Reed war in der Krise. Er war mittlerweile auch als Sänger und Schauspieler in der DDR zunehmend weniger gefragt. Am 13. Juni 1986 verschwindet er plötzlich. Seine Witwe Blume erinnert sich in dem Dokumentarfilm "Der rote Elvis": "Er packte seine Tasche und sagte, er gehe zu den Menschen, die ihn lieben. Dabei gab er jedoch kein konkretes Reiseziel an."

Am Ufer des Zeuthener Sees bei Berlin wurde Reed wenige Tage später tot aufgefunden. Sein 15-seitiger Abschiedsbrief verschwand bis zum Ende der DDR in den Stasi-Akten.

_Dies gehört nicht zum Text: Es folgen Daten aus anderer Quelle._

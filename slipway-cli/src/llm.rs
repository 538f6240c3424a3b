use anyhow::{Context, Result, bail};
use reqwest::header::{CONTENT_TYPE, HeaderMap, HeaderValue};
use serde::{Deserialize, Serialize};
use slipway_core::{GeneratorSettings, MitigationRequest, MitigationSuggestion, parse_mitigation_response};

pub const SUPPORTED_PROVIDER: &str = "anthropic";
const ANTHROPIC_VERSION: &str = "2023-06-01";

#[derive(Serialize)]
struct Msg<'a> {
    role: &'a str,
    content: &'a str,
}

#[derive(Serialize)]
struct Req<'a> {
    model: &'a str,
    max_tokens: u32,
    temperature: f32,
    system: &'a str,
    messages: Vec<Msg<'a>>,
}

#[derive(Deserialize)]
struct Resp {
    content: Vec<ContentBlock>,
}

#[derive(Deserialize)]
struct ContentBlock {
    #[serde(rename = "type")]
    t: String,
    text: Option<String>,
}

/// Ask the generator for suggestions and validate the reply.
///
/// Fails before any request when the provider is unsupported or no key is
/// configured. A reply that arrives but is unusable becomes fallback records.
pub async fn request_suggestions(
    provider: &str,
    settings: &GeneratorSettings,
    request: &MitigationRequest,
) -> Result<Vec<MitigationSuggestion>> {
    if provider != SUPPORTED_PROVIDER {
        bail!("unsupported generator provider '{provider}' (expected '{SUPPORTED_PROVIDER}')");
    }
    let key = settings.require_api_key()?;

    let text = anthropic_complete(settings, key, &request.system_prompt(), &request.user_prompt()).await?;
    tracing::debug!(chars = text.len(), "generator replied");
    Ok(parse_mitigation_response(&text))
}

fn messages_url(base_url: &str) -> String {
    format!("{}/v1/messages", base_url.trim_end_matches('/'))
}

fn collect_text(resp: Resp) -> String {
    let mut s = String::new();
    for b in resp.content {
        if b.t == "text" {
            if let Some(t) = b.text {
                s.push_str(&t);
            }
        }
    }
    s.trim().to_string()
}

async fn anthropic_complete(
    settings: &GeneratorSettings,
    key: &str,
    system: &str,
    user: &str,
) -> Result<String> {
    let body = Req {
        model: &settings.model,
        max_tokens: settings.max_tokens,
        temperature: settings.temperature,
        system,
        messages: vec![Msg { role: "user", content: user }],
    };

    let mut headers = HeaderMap::new();
    headers.insert("x-api-key", HeaderValue::from_str(key).context("api key is not a valid header value")?);
    headers.insert("anthropic-version", HeaderValue::from_static(ANTHROPIC_VERSION));
    headers.insert(CONTENT_TYPE, HeaderValue::from_static("application/json"));

    let url = messages_url(&settings.base_url);
    tracing::debug!(%url, model = %settings.model, "sending mitigation request");

    let client = reqwest::Client::new();
    let resp = client
        .post(&url)
        .headers(headers)
        .json(&body)
        .send()
        .await
        .context("anthropic request")?;

    let status = resp.status();
    if !status.is_success() {
        let txt = resp.text().await.unwrap_or_default();
        bail!("anthropic error: {status} {txt}");
    }

    let out: Resp = resp.json().await.context("parse anthropic response")?;
    Ok(collect_text(out))
}

#[cfg(test)]
mod tests {
    use super::*;
    use slipway_core::{Language, analyze_variance, critical_path, score_confidence};

    fn settings(api_key: Option<&str>) -> GeneratorSettings {
        GeneratorSettings {
            model: "m".to_string(),
            base_url: "http://127.0.0.1:9".to_string(),
            max_tokens: 100,
            temperature: 0.0,
            api_key: api_key.map(str::to_string),
        }
    }

    fn empty_request() -> MitigationRequest {
        MitigationRequest::build(
            &critical_path(&[], &[]),
            &analyze_variance(&[]),
            &score_confidence(&[]),
            Language::En,
        )
    }

    #[test]
    fn text_blocks_are_concatenated() {
        let resp: Resp = serde_json::from_str(
            r#"{"content": [
                {"type": "text", "text": "  [{\"strategy\":"},
                {"type": "tool_use", "id": "x"},
                {"type": "text", "text": "\"a\"}]  "}
            ]}"#,
        )
        .unwrap();
        assert_eq!(collect_text(resp), r#"[{"strategy":"a"}]"#);
    }

    #[test]
    fn url_tolerates_trailing_slash() {
        assert_eq!(messages_url("https://api.anthropic.com/"), "https://api.anthropic.com/v1/messages");
        assert_eq!(messages_url("http://localhost:8080"), "http://localhost:8080/v1/messages");
    }

    #[tokio::test]
    async fn missing_key_fails_before_any_request() {
        let err = request_suggestions("anthropic", &settings(None), &empty_request())
            .await
            .unwrap_err();
        assert!(err.to_string().contains("api_key"));
    }

    #[tokio::test]
    async fn unknown_provider_is_rejected() {
        let err = request_suggestions("openai", &settings(Some("k")), &empty_request())
            .await
            .unwrap_err();
        assert!(err.to_string().contains("unsupported generator provider"));
    }
}
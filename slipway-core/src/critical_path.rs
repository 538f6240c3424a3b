//! Critical path method: forward pass, backward pass, slack.
//!
//! 1. **Forward pass** (topological order) computes earliest start/finish.
//! 2. **Backward pass** (reverse order) computes latest start/finish.
//! 3. **Slack** is `LS - ES`; a task is critical when `|slack| < 0.01`.
//!
//! Inside a cyclic subgraph some neighbours are visited out of order. A
//! predecessor that hasn't finished yet contributes 0, and a successor that
//! hasn't been scheduled backwards contributes the project duration.

use std::collections::HashSet;

use chrono::{DateTime, Utc};
use serde::{Deserialize, Serialize};

use crate::duration::{DurationAdjustments, resolve_duration};
use crate::graph::TaskGraph;
use crate::task::{Dependency, Task, index_by_id};

/// Slack below this (in days) marks a task as critical.
pub const CRITICAL_SLACK_EPSILON: f64 = 0.01;

/// Computed times for one task, in days from project start.
#[derive(Debug, Clone, PartialEq, Serialize, Deserialize)]
pub struct TaskSchedule {
    pub task_id: String,
    pub task_title: String,
    pub duration_days: f64,
    pub earliest_start: f64,
    pub earliest_finish: f64,
    pub latest_start: f64,
    pub latest_finish: f64,
    pub slack: f64,
    pub is_critical: bool,
}

/// A full solve: one entry per distinct task, in task order.
#[derive(Debug, Clone, Default, PartialEq, Serialize, Deserialize)]
pub struct Schedule {
    pub total_duration: f64,
    pub tasks: Vec<TaskSchedule>,
}

impl Schedule {
    pub fn get(&self, task_id: &str) -> Option<&TaskSchedule> {
        self.tasks.iter().find(|t| t.task_id == task_id)
    }

    /// Critical tasks sorted by earliest start; ties keep task order.
    pub fn critical_tasks(&self) -> Vec<&TaskSchedule> {
        let mut critical: Vec<&TaskSchedule> = self.tasks.iter().filter(|t| t.is_critical).collect();
        critical.sort_by(|a, b| a.earliest_start.total_cmp(&b.earliest_start));
        critical
    }

    pub fn critical_ids(&self) -> HashSet<String> {
        self.tasks
            .iter()
            .filter(|t| t.is_critical)
            .map(|t| t.task_id.clone())
            .collect()
    }

    pub fn critical_count(&self) -> usize {
        self.tasks.iter().filter(|t| t.is_critical).count()
    }
}

/// One entry of the critical path as reported to callers.
#[derive(Debug, Clone, PartialEq, Serialize, Deserialize)]
pub struct CriticalTask {
    pub task_id: String,
    pub task_title: String,
    pub start_date: Option<DateTime<Utc>>,
    pub due_date: Option<DateTime<Utc>>,
    pub duration_days: f64,
    pub slack_days: f64,
    pub earliest_start: f64,
    pub earliest_finish: f64,
}

#[derive(Debug, Clone, Default, PartialEq, Serialize, Deserialize)]
pub struct CriticalPathResult {
    pub task_ids: Vec<String>,
    pub total_duration: f64,
    pub critical_tasks: Vec<CriticalTask>,
}

/// Critical path of the current, unmodified schedule.
pub fn critical_path(tasks: &[Task], edges: &[Dependency]) -> CriticalPathResult {
    if tasks.is_empty() {
        return CriticalPathResult::default();
    }

    let schedule = solve_schedule(tasks, edges, &DurationAdjustments::none());
    let by_id = index_by_id(tasks);
    let critical_tasks: Vec<CriticalTask> = schedule
        .critical_tasks()
        .into_iter()
        .filter_map(|entry| {
            let task = by_id.get(entry.task_id.as_str())?;
            Some(CriticalTask {
                task_id: entry.task_id.clone(),
                task_title: task.title.clone(),
                start_date: task.start_date,
                due_date: task.due_date,
                duration_days: entry.duration_days,
                slack_days: entry.slack,
                earliest_start: entry.earliest_start,
                earliest_finish: entry.earliest_finish,
            })
        })
        .collect();

    CriticalPathResult {
        task_ids: critical_tasks.iter().map(|t| t.task_id.clone()).collect(),
        total_duration: schedule.total_duration,
        critical_tasks,
    }
}

/// Resolve durations under `adjustments` and run both passes.
pub fn solve_schedule(
    tasks: &[Task],
    edges: &[Dependency],
    adjustments: &DurationAdjustments<'_>,
) -> Schedule {
    if tasks.is_empty() {
        return Schedule::default();
    }

    let graph = TaskGraph::build(tasks, edges);
    let durations: Vec<f64> = (0..graph.len())
        .map(|node| resolve_duration(&tasks[graph.task_position(node)], adjustments))
        .collect();

    solve(&graph, tasks, &durations)
}

/// Run the forward and backward passes over a built graph.
///
/// `durations` is indexed by graph node.
pub fn solve(graph: &TaskGraph, tasks: &[Task], durations: &[f64]) -> Schedule {
    let n = graph.len();
    if n == 0 {
        return Schedule::default();
    }

    let fwd = forward_pass(graph, durations);
    let bwd = backward_pass(graph, durations, fwd.total_duration);

    let entries: Vec<TaskSchedule> = (0..n)
        .map(|node| {
            let slack = bwd.latest_start[node] - fwd.earliest_start[node];
            TaskSchedule {
                task_id: graph.id(node).to_string(),
                task_title: tasks[graph.task_position(node)].title.clone(),
                duration_days: durations[node],
                earliest_start: fwd.earliest_start[node],
                earliest_finish: fwd.earliest_finish[node],
                latest_start: bwd.latest_start[node],
                latest_finish: bwd.latest_finish[node],
                slack,
                is_critical: slack.abs() < CRITICAL_SLACK_EPSILON,
            }
        })
        .collect();

    let schedule = Schedule {
        total_duration: fwd.total_duration,
        tasks: entries,
    };
    tracing::debug!(
        tasks = n,
        total_duration = schedule.total_duration,
        critical = schedule.critical_count(),
        cyclic = graph.has_cycle(),
        "solved schedule"
    );
    schedule
}

struct ForwardResult {
    earliest_start: Vec<f64>,
    earliest_finish: Vec<f64>,
    total_duration: f64,
}

struct BackwardResult {
    latest_start: Vec<f64>,
    latest_finish: Vec<f64>,
}

/// ```text
/// ES[t] = 0                          if t is a start task
///       = max(EF[p] for p in preds)  otherwise
/// EF[t] = ES[t] + duration[t]
/// ```
fn forward_pass(graph: &TaskGraph, durations: &[f64]) -> ForwardResult {
    let n = graph.len();
    let mut starts = graph.start_nodes();
    if starts.is_empty() {
        // Fully cyclic: seed the first task so the schedule isn't empty.
        starts.push(0);
    }
    let mut is_start = vec![false; n];
    for s in starts {
        is_start[s] = true;
    }

    let mut earliest_start = vec![0.0; n];
    let mut earliest_finish: Vec<Option<f64>> = vec![None; n];

    for &node in graph.topological_order() {
        let es = if is_start[node] {
            0.0
        } else {
            graph
                .predecessors(node)
                .iter()
                .map(|&p| earliest_finish[p].unwrap_or(0.0))
                .fold(0.0, f64::max)
        };
        earliest_start[node] = es;
        earliest_finish[node] = Some(es + durations[node]);
    }

    let earliest_finish: Vec<f64> = earliest_finish.into_iter().map(|f| f.unwrap_or(0.0)).collect();
    let total_duration = earliest_finish.iter().copied().fold(0.0, f64::max);

    ForwardResult {
        earliest_start,
        earliest_finish,
        total_duration,
    }
}

/// ```text
/// LF[t] = project_duration           if t is an end task
///       = min(LS[s] for s in succs)  otherwise
/// LS[t] = LF[t] - duration[t]
/// ```
fn backward_pass(graph: &TaskGraph, durations: &[f64], total_duration: f64) -> BackwardResult {
    let n = graph.len();
    let mut latest_start: Vec<Option<f64>> = vec![None; n];
    let mut latest_finish = vec![total_duration; n];

    for &node in graph.topological_order().iter().rev() {
        let lf = graph
            .successors(node)
            .iter()
            .map(|&s| latest_start[s].unwrap_or(total_duration))
            .fold(total_duration, f64::min);
        latest_finish[node] = lf;
        latest_start[node] = Some(lf - durations[node]);
    }

    BackwardResult {
        latest_start: latest_start.into_iter().map(|s| s.unwrap_or(total_duration)).collect(),
        latest_finish,
    }
}
use anyhow::{Context, Result};
use std::fs;
use std::path::PathBuf;

/// Overrides the `~/.slipway` directory.
pub const HOME_ENV: &str = "SLIPWAY_HOME";

pub fn slipway_home() -> Result<PathBuf> {
    if let Some(dir) = std::env::var_os(HOME_ENV).filter(|v| !v.is_empty()) {
        return Ok(PathBuf::from(dir));
    }
    let home = std::env::var("HOME").context("HOME is not set (or set SLIPWAY_HOME)")?;
    Ok(PathBuf::from(home).join(".slipway"))
}

pub fn ensure_slipway_home() -> Result<PathBuf> {
    let dir = slipway_home()?;
    fs::create_dir_all(&dir).with_context(|| format!("create {}", dir.display()))?;
    Ok(dir)
}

"Mein Tod hat nichts mit Politik zu tun", schrieb der "singende Cowboy" darin. Aber der Tod war ein Politikum allerersten Ranges. SED-Chef Erich Honecker persönlich, den Reed im Brief ausdrücklich grüßen ließ, gab die Parole vom Unglücksfall aus. Im Westen tauchte die Vermutung auf, die Stasi könnte Reed beseitigt haben, weil er plante, in die USA zurückzukehren. Bis heute halten sich Mutmaßungen, der Abschiedsbrief könne von der Stasi verfasst worden sein.

Historiker Wolle sagt: "Er hatte sich furchtbar mit seiner Frau gestritten und das hat ihn alles so niedergedrückt und fertig gemacht und vielleicht kam die etwas schwierige politische Situation hinzu." Und: "Es gibt auch keine Hinweise darauf, dass die Stasi ihre Finger im Spiel hatte. Das ist wohl tatsächlich persönlich motiviert gewesen."

Die "Bild"-Zeitung veröffentlichte den bis dahin unter Verschluss gehaltenen Abschiedsbrief 2004. Der Brief sei jetzt in "einem Berliner Archiv"

aufgetaucht, heißt es in dem Zeitungsbericht – ohne nähere Einzelheiten. Das Dokument sei dem Blatt als Kopie zugespielt worden.

DDR-Museum sucht Erinnerungsstücke

Der Tod wurde zum Politikum. Während die DDR-Führung von einem Unglücksfall sprach, sahen Kritiker im Westen einen möglichen Zusammenhang mit Reeds wachsender Unzufriedenheit und Überlegungen, das Land zu verlassen. In seinem Abschiedsbrief heißt es hingegen, sein Tod habe "nichts mit Politik zu tun".

Der Brief werde heute im Bundesarchiv aufbewahrt, erklärt Simone Uthleb, Pressesprecherin des DDR-Museums. Einige Objekte von Reed bewahre das Museum aber in seinem Depot auf, darunter ein Hochzeitsfoto und eine Schallplatte. Weitere Exponate sind willkommen: "Wenn jemand Objekte oder eine ganze Sammlung hat und diese in gute Hände geben möchte, übernehmen wir sie gern", sagt Uthleb.